When embarking on a 5S program, companies should proceed through each point sequentially. This is a proven path to creating and maintaining organization. Likewise, this approach ensures safety issues are addressed as the organization effort moves forward. Here’s how:

• Sorting. The goal is twofold: Identify things that are not needed, and limit the quantities of things that are needed. Evaluating everything contained in an area has an added benefit of seeing what equipment really is being used and if it is operating properly and safely. It is a chance to review potential risks to operators and other employees working in the area. Often, the condition of equipment and its potential for unsafe operation is a determining factor in whether it stays or is removed. Effective sorting reduces the amount of clutter in an area, leading to reduced hazards and an all-around safer work area.

• Setting in Order. This requires finding the best places to keep necessary items. Safety plays a major role in selecting these places. Decisions regarding storage of large and heavy items, handling and storage of tools and other sharp objects, location of areas that must be kept clear (such as aisles and spaces in front of utility panels), and the best location for safety equipment (fire extinguishers, safety showers, eyewash stations and more) must be made in the interest of employee safety.

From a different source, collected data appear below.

//! Department Repository - Abstract persistence for Departments

use crate::model::department::Department;
use crate::model::ids::DepartmentId;
use crate::repository::RepositoryError;

pub trait DepartmentRepository {
    /// Store a new department and return it with its assigned id
    fn insert_department(&mut self, department: Department) -> Result<Department, RepositoryError>;

    /// Overwrite the stored department with the same id
    fn update_department(&mut self, department: &Department) -> Result<(), RepositoryError>;

    fn find_department(&self, id: DepartmentId) -> Result<Option<Department>, RepositoryError>;

    /// All departments, ordered by id
    fn list_departments(&self) -> Result<Vec<Department>, RepositoryError>;

    fn department_exists(&self, id: DepartmentId) -> Result<bool, RepositoryError> {
        Ok(self.find_department(id)?.is_some())
    }
}
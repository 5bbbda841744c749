//! SoftwareAsset - A software package installed on hardware
//!
//! Two software assets with the same (name, version) are the same package.
//! Storage holds at most one record per [`SoftwareKey`]; the
//! [`crate::service::link_resolver::LinkResolver`] makes every installation
//! converge onto it.
//!
//! The hardware a package is installed on is not stored here. Each
//! HardwareAsset points at its software by id, and the installed-on list
//! is a query over that foreign key.

use serde::{Deserialize, Serialize};

use super::ids::SoftwareAssetId;
use crate::error::FieldValidationError;
use crate::validation::TextRule;

/// The natural key of a software package
#[derive(Debug, Clone, PartialEq, Eq, Hash, PartialOrd, Ord, Serialize, Deserialize)]
pub struct SoftwareKey {
    pub name: String,
    pub version: String,
}

impl core::fmt::Display for SoftwareKey {
    fn fmt(&self, f: &mut core::fmt::Formatter<'_>) -> core::fmt::Result {
        write!(f, "{} {}", self.name, self.version)
    }
}

#[derive(Debug, Clone, PartialEq, Eq, Serialize, Deserialize)]
pub struct SoftwareAsset {
    id: Option<SoftwareAssetId>,
    name: String,
    version: String,
    manufacturer: String,
}

impl SoftwareAsset {
    /// Create a new, not yet persisted SoftwareAsset
    pub fn new(
        name: &str,
        version: &str,
        manufacturer: &str,
    ) -> Result<Self, FieldValidationError> {
        Ok(Self {
            id: None,
            name: TextRule::SoftwareName.apply("software name", name)?,
            version: TextRule::SoftwareVersion.apply("software version", version)?,
            manufacturer: TextRule::Manufacturer.apply("manufacturer", manufacturer)?,
        })
    }

    /// Builder: attach the identity assigned by storage
    pub fn with_id(mut self, id: SoftwareAssetId) -> Self {
        self.id = Some(id);
        self
    }

    pub fn id(&self) -> Option<SoftwareAssetId> {
        self.id
    }

    pub fn name(&self) -> &str {
        &self.name
    }

    pub fn version(&self) -> &str {
        &self.version
    }

    pub fn manufacturer(&self) -> &str {
        &self.manufacturer
    }

    pub fn key(&self) -> SoftwareKey {
        SoftwareKey {
            name: self.name.clone(),
            version: self.version.clone(),
        }
    }

    /// Whether this asset is the same package as `key`
    pub fn is_same_package(&self, key: &SoftwareKey) -> bool {
        self.name == key.name && self.version == key.version
    }

    /// Update the descriptive manufacturer field
    ///
    /// Name and version form the identity of the package and have no setter.
    pub fn set_manufacturer(&mut self, raw: &str) -> Result<(), FieldValidationError> {
        self.manufacturer = TextRule::Manufacturer.apply("manufacturer", raw)?;
        Ok(())
    }
}

#[cfg(test)]
mod tests {
    use super::*;

    #[test]
    fn test_software_creation() {
        let software = SoftwareAsset::new(" Windows 10 ", "22H2", "Microsoft").unwrap();

        assert_eq!(software.name(), "Windows 10");
        assert_eq!(software.version(), "22H2");
        assert_eq!(software.key().to_string(), "Windows 10 22H2");
    }

    #[test]
    fn test_same_package_is_exact_on_name_and_version() {
        let a = SoftwareAsset::new("Windows 10", "22H2", "Microsoft").unwrap();
        let b = SoftwareAsset::new("Windows 10", "22H2", "Microsoft Corp.").unwrap();
        let c = SoftwareAsset::new("windows 10", "22H2", "Microsoft").unwrap();

        assert!(a.is_same_package(&b.key()));
        assert!(!a.is_same_package(&c.key()));
    }

    #[test]
    fn test_invalid_fields_rejected() {
        assert_eq!(
            SoftwareAsset::new("Win/10", "22H2", "Microsoft").unwrap_err().field,
            "software name"
        );
        assert_eq!(
            SoftwareAsset::new("Windows 10", "22 H2", "Microsoft").unwrap_err().field,
            "software version"
        );
        assert_eq!(
            SoftwareAsset::new("Windows 10", "22H2", "").unwrap_err().field,
            "manufacturer"
        );
    }

    #[test]
    fn test_failed_manufacturer_update_keeps_value() {
        let mut software = SoftwareAsset::new("Office", "2021", "Microsoft").unwrap();

        assert!(software.set_manufacturer("Micro$oft").is_err());
        assert_eq!(software.manufacturer(), "Microsoft");
    }
}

• Shining. This must factor in safety. Cleaning chemicals must be handled, stored and disposed of properly. Brooms and mops must be stored somewhere that is easily accessible but secure when not in use. Simply propping up such items against walls, cabinets or doors is unsafe and can cause injury. When machines or equipment need to be cleaned, safety protocols must be part of the cleaning procedure and clearly understood by all involved. “Warning” and “danger” signs must be adhered to without fail. Shining provides another opportunity to check machines and equipment for unsafe conditions, such as frayed wires, holey hoses and leaky pipes and valves.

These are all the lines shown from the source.